ON BEHALF OF THE BOARD

Scott Berdahl
CEO & Director

For further information, please contact:

Snowline Gold Corp.
+1 778 650 5485
info@snowlinegold.com

CAUTIONARY NOTE REGARDING FORWARD-LOOKING STATEMENTS

This news release contains certain forward-looking statements, including statements regarding the significance of analytical results, the discovery potential within the Valley intrusion, the potential for investors to participate in multiple future discoveries, the Rogue project having district-scale prospectivity, the creation of a new gold district and the Company’s future plans and intentions. Wherever possible, words such as “may”, “will”, “should”, “could”, “expect”, “plan”, “intend”, “anticipate”, “believe”, “estimate”, “predict” or “potential” or the negative or other variations of these words, or similar words or phrases, have been used to identify these forward-looking statements. These statements reflect management’s current beliefs and are based on information currently available to management as at the date hereof.

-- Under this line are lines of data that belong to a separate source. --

mod common;

use common::{assert_snapshot, FOUR_GENOMES};
use fungigt::cluster::DistanceSort;
use fungigt::render::DendrogramPlan;
use fungigt::{
    build_distance_matrix, classical_mds, parse_str, sanitize_for_clustering, CondensedMatrix,
    Linkage, LinkageMethod,
};
use test_case::test_case;

fn four_genomes() -> CondensedMatrix {
    let parsed = parse_str(FOUR_GENOMES, "four").unwrap();
    sanitize_for_clustering(&build_distance_matrix(&parsed.comparisons).unwrap())
}

#[test]
fn average_linkage_pairs_close_genomes_first() {
    let linkage = Linkage::average(&four_genomes()).unwrap();
    let merges = linkage.merges();
    assert_eq!(merges.len(), 3);

    assert_eq!((merges[0].left, merges[0].right), (0, 1));
    assert!((merges[0].distance - 0.02).abs() < 1e-12);
    assert_eq!((merges[1].left, merges[1].right), (2, 3));
    assert!((merges[1].distance - 0.04).abs() < 1e-12);
    // Mean of the four cross-pair distances.
    assert_eq!((merges[2].left, merges[2].right), (4, 5));
    assert!((merges[2].distance - 0.115).abs() < 1e-12);
    assert_eq!(merges[2].size, 4);
}

#[test]
fn descending_order_puts_looser_cluster_first() {
    let linkage = Linkage::average(&four_genomes()).unwrap();
    assert_eq!(linkage.leaf_order(DistanceSort::Descending), [2, 3, 0, 1]);
    assert_eq!(linkage.leaf_order(DistanceSort::Ascending), [0, 1, 2, 3]);
}

#[test]
fn newick_snapshot() {
    let condensed = four_genomes();
    let linkage = Linkage::average(&condensed).unwrap();
    let newick = linkage.to_newick(condensed.labels()).unwrap();
    assert_snapshot("four_genomes.nwk", &format!("{newick}\n"));
}

#[test]
fn dendrogram_plan_agrees_with_linkage() {
    let parsed = parse_str(FOUR_GENOMES, "four").unwrap();
    let matrix = build_distance_matrix(&parsed.comparisons).unwrap();
    let plan = DendrogramPlan::from_matrix(&matrix, LinkageMethod::Average).unwrap();
    assert_eq!(plan.method, LinkageMethod::Average);
    assert_eq!(plan.labels, ["gA", "gB", "gC", "gD"]);
    assert_eq!(plan.leaf_order, [2, 3, 0, 1]);
    assert!(plan.newick.starts_with("((gA:"));
}

#[test_case(LinkageMethod::Average ; "average")]
#[test_case(LinkageMethod::Complete ; "complete")]
#[test_case(LinkageMethod::Single ; "single")]
#[test_case(LinkageMethod::Ward ; "ward")]
fn every_method_keeps_the_two_clusters(method: LinkageMethod) {
    let linkage = Linkage::new(&four_genomes(), method).unwrap();
    assert_eq!(linkage.method(), method);
    let merges = linkage.merges();
    assert_eq!((merges[0].left, merges[0].right), (0, 1));
    assert_eq!((merges[1].left, merges[1].right), (2, 3));
    assert_eq!(merges[2].size, 4);
    assert!(merges.windows(2).all(|w| w[0].distance <= w[1].distance));
}

#[test_case(LinkageMethod::Single, 0.10 ; "closest cross pair")]
#[test_case(LinkageMethod::Average, 0.115 ; "mean cross pair")]
#[test_case(LinkageMethod::Complete, 0.13 ; "farthest cross pair")]
fn root_height_by_method(method: LinkageMethod, expected: f64) {
    let linkage = Linkage::new(&four_genomes(), method).unwrap();
    assert!((linkage.merges()[2].distance - expected).abs() < 1e-12);
}

#[test]
fn mds_separates_the_two_clusters() {
    let projection = classical_mds(&four_genomes(), 2).unwrap();
    assert_eq!(projection.dimensions(), 2);
    assert_eq!(projection.coordinates.len(), 4);
    assert!(projection.eigenvalues[0] >= projection.eigenvalues[1]);

    let total: f64 = projection.proportion_explained.iter().sum();
    assert!(total > 0.0 && total <= 1.0 + 1e-9);

    let dist = |a: usize, b: usize| {
        let (p, q) = (&projection.coordinates[a], &projection.coordinates[b]);
        ((p[0] - q[0]).powi(2) + (p[1] - q[1]).powi(2)).sqrt()
    };
    assert!(dist(0, 1) < dist(0, 2));
    assert!(dist(2, 3) < dist(1, 3));

    // First axis splits {gA, gB} from {gC, gD}.
    let axis: Vec<f64> = projection.coordinates.iter().map(|c| c[0]).collect();
    assert!(axis[0] * axis[2] < 0.0);
    assert!(axis[0] * axis[1] > 0.0);
    assert!(axis[2] * axis[3] > 0.0);
}

#[test]
fn mds_of_two_genomes_recovers_their_distance() {
    let parsed = parse_str("g1\tg2\t0.3\n", "mem").unwrap();
    let condensed = sanitize_for_clustering(&build_distance_matrix(&parsed.comparisons).unwrap());
    let projection = classical_mds(&condensed, 2).unwrap();
    let gap = (projection.coordinates[0][0] - projection.coordinates[1][0]).abs();
    assert!((gap - 0.3).abs() < 1e-9);
}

Forward-looking statements involve significant risk, uncertainties and assumptions. Many factors could cause actual results, performance or achievements to differ materially from the results discussed or implied in the forward-looking statements. Such factors include, among other things: risks related to uncertainties inherent in drill results and the estimation of mineral resources; and risks associated with executing the Company’s plans and intentions. These factors should be considered carefully, and readers should not place undue reliance on the forward-looking statements. Although the forward-looking statements contained in this news release are based upon what management believes to be reasonable assumptions, the Company cannot assure readers that actual results will be consistent with these forward-looking statements. These forward-looking statements are made as of the date of this news release, and the Company assumes no obligation to update or revise them to reflect new events or circumstances, except as required by law.